Over the last year, nothing has warmed my heart like hearing from those who work with young people to tell me what my book has meant to them. Getting messages from school librarians to say that they are running a book club around it, or from English teachers to say they are reading it with their class, or from History teachers telling me they want to use my book to teach about the Holocaust and the second world war – all these things mean more to me than almost anything else I could hope for with this book.
When The World Was Ours came directly from my heart, and that is where I want it to land with its readers too. It’s the teachers and librarians who help it to find its way there, and I don’t know if you get told often enough what a wonderful job you do, but in case you don’t, take it from me: you are amazing!
I’ve been an author for twenty years now, and I’ve become used to the fact that I always seem to write about the same things, often without realising it till I’ve finished the book and someone tells me what it’s about. Even when I’ve been writing about mermaids or fairies or time travel, there are similar themes underpinning every book: the power of friendship, love and kindness; acts of courage; social justice. No matter what I think I’m writing about, I always seems to be writing about these things once you scratch the surface.

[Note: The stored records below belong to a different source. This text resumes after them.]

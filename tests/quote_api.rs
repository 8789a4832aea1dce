//! Quote API end to end: routing, status mapping and version conflicts.

use std::sync::Arc;
use std::time::Duration;

use axum::body::Body;
use axum::http::{Method, Request, StatusCode};
use axum::Router;
use serde_json::{json, Value};
use tower::ServiceExt;

use booking_core::config::ServiceConfig;
use booking_core::resilience::{fetch_json_with_retry, fetch_with_retry, HttpError, RetryError};
use booking_core::storage::MemoryDatabase;
use booking_core::Shutdown;

mod common;

async fn call(router: &Router, method: Method, uri: &str, agent: Option<&str>, body: Option<Value>) -> (StatusCode, Value) {
    let mut builder = Request::builder().method(method).uri(uri);
    if let Some(agent) = agent {
        builder = builder.header("x-agent-id", agent);
    }
    let request = match body {
        Some(body) => builder
            .header("content-type", "application/json")
            .body(Body::from(body.to_string()))
            .unwrap(),
        None => builder.body(Body::empty()).unwrap(),
    };

    let response = router.clone().oneshot(request).await.unwrap();
    let status = response.status();
    let bytes = axum::body::to_bytes(response.into_body(), usize::MAX).await.unwrap();
    let value = if bytes.is_empty() {
        Value::Null
    } else {
        serde_json::from_slice(&bytes).unwrap()
    };
    (status, value)
}

async fn create(router: &Router) -> Value {
    let (status, quote) = call(
        router,
        Method::POST,
        "/api/v1/quotes",
        Some("agent-1"),
        Some(json!({
            "agent_id": "agent-1",
            "title": "Patagonia trek",
            "client_email": "client@example.com",
            "total_cents": 760000,
            "currency": "usd"
        })),
    )
    .await;
    assert_eq!(status, StatusCode::CREATED);
    quote
}

#[tokio::test]
async fn test_health() {
    let router = common::test_server().await.router();
    let (status, body) = call(&router, Method::GET, "/health", None, None).await;
    assert_eq!(status, StatusCode::OK);
    assert_eq!(body["status"], "ok");
}

#[tokio::test]
async fn test_request_id_is_returned() {
    let router = common::test_server().await.router();
    let response = router
        .oneshot(Request::builder().uri("/health").body(Body::empty()).unwrap())
        .await
        .unwrap();
    assert!(response.headers().contains_key("x-request-id"));
}

#[tokio::test]
async fn test_create_then_read() {
    let router = common::test_server().await.router();
    let quote = create(&router).await;

    assert_eq!(quote["status"], "DRAFT");
    assert_eq!(quote["version"], 1);
    assert_eq!(quote["currency"], "USD");

    let uri = format!("/api/v1/quotes/{}", quote["id"].as_str().unwrap());
    let (status, fetched) = call(&router, Method::GET, &uri, Some("agent-1"), None).await;
    assert_eq!(status, StatusCode::OK);
    assert_eq!(fetched, quote);
}

#[tokio::test]
async fn test_stale_update_is_conflict() {
    let router = common::test_server().await.router();
    let quote = create(&router).await;
    let uri = format!("/api/v1/quotes/{}", quote["id"].as_str().unwrap());

    let first = json!({ "expected_version": 1, "patch": { "title": "Patagonia, extended" } });
    let (status, updated) = call(&router, Method::PATCH, &uri, Some("agent-1"), Some(first)).await;
    assert_eq!(status, StatusCode::OK);
    assert_eq!(updated["version"], 2);

    let stale = json!({ "expected_version": 1, "patch": { "title": "Overwritten" } });
    let (status, error) = call(&router, Method::PATCH, &uri, Some("agent-1"), Some(stale)).await;
    assert_eq!(status, StatusCode::CONFLICT);
    assert_eq!(error["code"], "VERSION_CONFLICT");
    assert_eq!(error["message"], "Someone else updated this record — please refresh");
    assert_eq!(error["details"]["expected_version"], 1);
    assert_eq!(error["details"]["actual_version"], 2);

    let (_, stored) = call(&router, Method::GET, &uri, None, None).await;
    assert_eq!(stored["title"], "Patagonia, extended");
}

#[tokio::test]
async fn test_sent_quote_is_locked() {
    let router = common::test_server().await.router();
    let quote = create(&router).await;
    let uri = format!("/api/v1/quotes/{}", quote["id"].as_str().unwrap());

    let (status, sent) = call(
        &router,
        Method::POST,
        &format!("{}/send", uri),
        Some("agent-1"),
        Some(json!({ "expected_version": 1 })),
    )
    .await;
    assert_eq!(status, StatusCode::OK);
    assert_eq!(sent["status"], "SENT");
    assert!(sent["sent_at"].is_string());

    let (status, error) = call(
        &router,
        Method::POST,
        &format!("{}/send", uri),
        Some("agent-1"),
        Some(json!({ "expected_version": 2 })),
    )
    .await;
    assert_eq!(status, StatusCode::CONFLICT);
    assert_eq!(error["code"], "ALREADY_SENT");
    assert_eq!(error["message"], "This quote was already sent");

    let patch = json!({ "expected_version": 2, "patch": { "notes": "late edit" } });
    let (status, error) = call(&router, Method::PATCH, &uri, Some("agent-1"), Some(patch)).await;
    assert_eq!(status, StatusCode::CONFLICT);
    assert_eq!(error["code"], "INVALID_STATE");
    assert_eq!(error["details"]["current_status"], "SENT");
    assert_eq!(error["details"]["allowed_status"], "DRAFT");
}

#[tokio::test]
async fn test_other_agent_is_forbidden() {
    let router = common::test_server().await.router();
    let quote = create(&router).await;
    let uri = format!("/api/v1/quotes/{}", quote["id"].as_str().unwrap());

    let (status, error) = call(&router, Method::GET, &uri, Some("agent-2"), None).await;
    assert_eq!(status, StatusCode::FORBIDDEN);
    assert_eq!(error["code"], "FORBIDDEN");

    let (status, _) = call(
        &router,
        Method::DELETE,
        &format!("{}?expected_version=1", uri),
        Some("agent-2"),
        None,
    )
    .await;
    assert_eq!(status, StatusCode::FORBIDDEN);
}

#[tokio::test]
async fn test_delete_and_missing() {
    let router = common::test_server().await.router();
    let quote = create(&router).await;
    let uri = format!("/api/v1/quotes/{}", quote["id"].as_str().unwrap());

    let (status, _) = call(&router, Method::DELETE, &format!("{}?expected_version=1", uri), Some("agent-1"), None).await;
    assert_eq!(status, StatusCode::NO_CONTENT);

    let (status, error) = call(&router, Method::GET, &uri, None, None).await;
    assert_eq!(status, StatusCode::NOT_FOUND);
    assert_eq!(error["code"], "NOT_FOUND");
}

#[tokio::test]
async fn test_validation_and_references() {
    let router = common::test_server().await.router();

    let (status, error) = call(
        &router,
        Method::POST,
        "/api/v1/quotes",
        None,
        Some(json!({ "agent_id": "agent-1", "title": "", "client_email": "c@example.com" })),
    )
    .await;
    assert_eq!(status, StatusCode::BAD_REQUEST);
    assert_eq!(error["code"], "VALIDATION_FAILED");
    assert_eq!(error["details"]["field"], "title");

    let (status, error) = call(
        &router,
        Method::POST,
        "/api/v1/quotes",
        None,
        Some(json!({ "agent_id": "nobody", "title": "Oslo", "client_email": "c@example.com" })),
    )
    .await;
    assert_eq!(status, StatusCode::UNPROCESSABLE_ENTITY);
    assert_eq!(error["code"], "DANGLING_REFERENCE");

    let (status, _) = call(
        &router,
        Method::POST,
        "/api/v1/quotes",
        Some("agent-2"),
        Some(json!({ "agent_id": "agent-1", "title": "Oslo", "client_email": "c@example.com" })),
    )
    .await;
    assert_eq!(status, StatusCode::FORBIDDEN);
}

#[tokio::test]
async fn test_rejected_requests_use_error_body() {
    let router = common::test_server().await.router();
    let quote = create(&router).await;
    let uri = format!("/api/v1/quotes/{}", quote["id"].as_str().unwrap());

    let (status, error) = call(&router, Method::PATCH, &uri, Some("agent-1"), Some(json!({ "patch": {} }))).await;
    assert_eq!(status, StatusCode::BAD_REQUEST);
    assert_eq!(error["code"], "VALIDATION_FAILED");
    assert!(error["message"].as_str().unwrap().contains("expected_version"));

    let (status, error) = call(&router, Method::GET, "/api/v1/quotes/not-a-uuid", None, None).await;
    assert_eq!(status, StatusCode::BAD_REQUEST);
    assert_eq!(error["code"], "INVALID_PATH");

    let (status, error) = call(&router, Method::DELETE, &uri, Some("agent-1"), None).await;
    assert_eq!(status, StatusCode::BAD_REQUEST);
    assert_eq!(error["code"], "INVALID_QUERY");

    let response = router
        .clone()
        .oneshot(
            Request::builder()
                .method(Method::POST)
                .uri("/api/v1/quotes")
                .header("content-type", "application/json")
                .body(Body::from("{bad json"))
                .unwrap(),
        )
        .await
        .unwrap();
    assert_eq!(response.status(), StatusCode::BAD_REQUEST);
    let bytes = axum::body::to_bytes(response.into_body(), usize::MAX).await.unwrap();
    let error: Value = serde_json::from_slice(&bytes).unwrap();
    assert_eq!(error["code"], "MALFORMED_JSON");
}

#[tokio::test]
async fn test_replayed_create_with_reference_is_duplicate() {
    let router = common::test_server().await.router();
    let body = json!({
        "agent_id": "agent-1",
        "title": "Lofoten",
        "client_email": "c@example.com",
        "reference": "Q-REPLAY01"
    });

    let (status, quote) = call(&router, Method::POST, "/api/v1/quotes", Some("agent-1"), Some(body.clone())).await;
    assert_eq!(status, StatusCode::CREATED);
    assert_eq!(quote["reference"], "Q-REPLAY01");

    let (status, error) = call(&router, Method::POST, "/api/v1/quotes", Some("agent-1"), Some(body)).await;
    assert_eq!(status, StatusCode::CONFLICT);
    assert_eq!(error["code"], "DUPLICATE");
    assert_eq!(error["details"]["constraint"], "quotes_reference_key");
}

#[tokio::test(start_paused = true)]
async fn test_shutdown_ends_read_retries() {
    let db = Arc::new(MemoryDatabase::new());
    let shutdown = Shutdown::new();
    // One-second base delay: without cancellation the read backs off for 3s.
    let router = common::server_with(db.clone(), ServiceConfig::default(), shutdown.clone())
        .await
        .router();
    db.set_online(false);

    let started = tokio::time::Instant::now();
    let read = tokio::spawn(async move {
        let uri = format!("/api/v1/quotes/{}", uuid::Uuid::new_v4());
        call(&router, Method::GET, &uri, Some("agent-1"), None).await
    });
    tokio::time::sleep(Duration::from_millis(100)).await;
    shutdown.trigger();

    let (status, error) = read.await.unwrap();
    assert!(started.elapsed() < Duration::from_secs(1));
    assert_eq!(status, StatusCode::SERVICE_UNAVAILABLE);
    assert_eq!(error["code"], "SERVICE_UNAVAILABLE");
}

#[tokio::test]
async fn test_live_server_concurrent_writers() {
    let (addr, shutdown) = common::spawn_server().await;
    let client = common::client();
    let policy = common::fast_policy(3);
    let base = format!("http://{}/api/v1/quotes", addr);

    let create = client
        .post(&base)
        .header("x-agent-id", "agent-1")
        .json(&json!({ "agent_id": "agent-1", "title": "Bali", "client_email": "c@example.com" }))
        .build()
        .unwrap();
    let quote: Value = fetch_json_with_retry(&client, create, &policy).await.unwrap();
    let uri = format!("{}/{}", base, quote["id"].as_str().unwrap());

    let patch = |title: &str| {
        client
            .patch(&uri)
            .header("x-agent-id", "agent-1")
            .json(&json!({ "expected_version": 1, "patch": { "title": title } }))
            .build()
            .unwrap()
    };
    let (a, b) = tokio::join!(
        fetch_with_retry(&client, patch("caller A"), &policy),
        fetch_with_retry(&client, patch("caller B"), &policy),
    );

    let results = [a, b];
    let wins = results.iter().filter(|r| r.is_ok()).count();
    assert_eq!(wins, 1);
    let conflict = results.into_iter().find_map(Result::err).unwrap();
    // 409 is terminal: one attempt, no retry.
    assert!(matches!(
        conflict,
        RetryError::Aborted {
            attempts: 1,
            error: HttpError::Status { status: 409 }
        }
    ));

    shutdown.trigger();
}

In When The World Was Ours, the difference is that I’ve taken off the gloves and am delivering the message in its raw form. This book is unashamedly about the things that matter most to me, the things that find their way into every book. It was inspired by a chance moment that let to my dad and grandparents being able to escape from Nazi-occupied Austria and then Czechoslovakia because of an extraordinary act of kindness from an English couple in 1938. It’s about the horrors of the Holocaust and the extreme antisemitism of that time. But it’s not only about antisemitism and it certainly isn’t only about what happened in the 1940s. I wish it was.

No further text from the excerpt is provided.